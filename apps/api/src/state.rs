use std::sync::Arc;

use crate::config::Config;
use crate::gateway::AiGateway;
use crate::paywall::{PaymentProcessor, PaywallPolicy};
use crate::pipeline::sessions::SessionRegistry;
use crate::store::RecordStore;

/// Shared application state injected into all route handlers via Axum extractors.
#[derive(Clone)]
pub struct AppState {
    /// Pluggable record store. Postgres when DATABASE_URL is set, in-memory otherwise.
    pub store: Arc<dyn RecordStore>,
    /// The only path to the model provider. Default: GeminiClient.
    pub gateway: Arc<dyn AiGateway>,
    pub payments: Arc<dyn PaymentProcessor>,
    pub sessions: SessionRegistry,
    pub config: Config,
}

impl AppState {
    pub fn paywall(&self) -> PaywallPolicy {
        PaywallPolicy {
            enabled: self.config.paywall_enabled,
        }
    }
}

━━━━━━━━━━━━━━━━━━━━

TASK TO CARRY OUT - Locate and copy each line in the data above that includes the word "AiGateway".

TASK ANSWER -
use crate::gateway::AiGateway;
    pub gateway: Arc<dyn AiGateway>,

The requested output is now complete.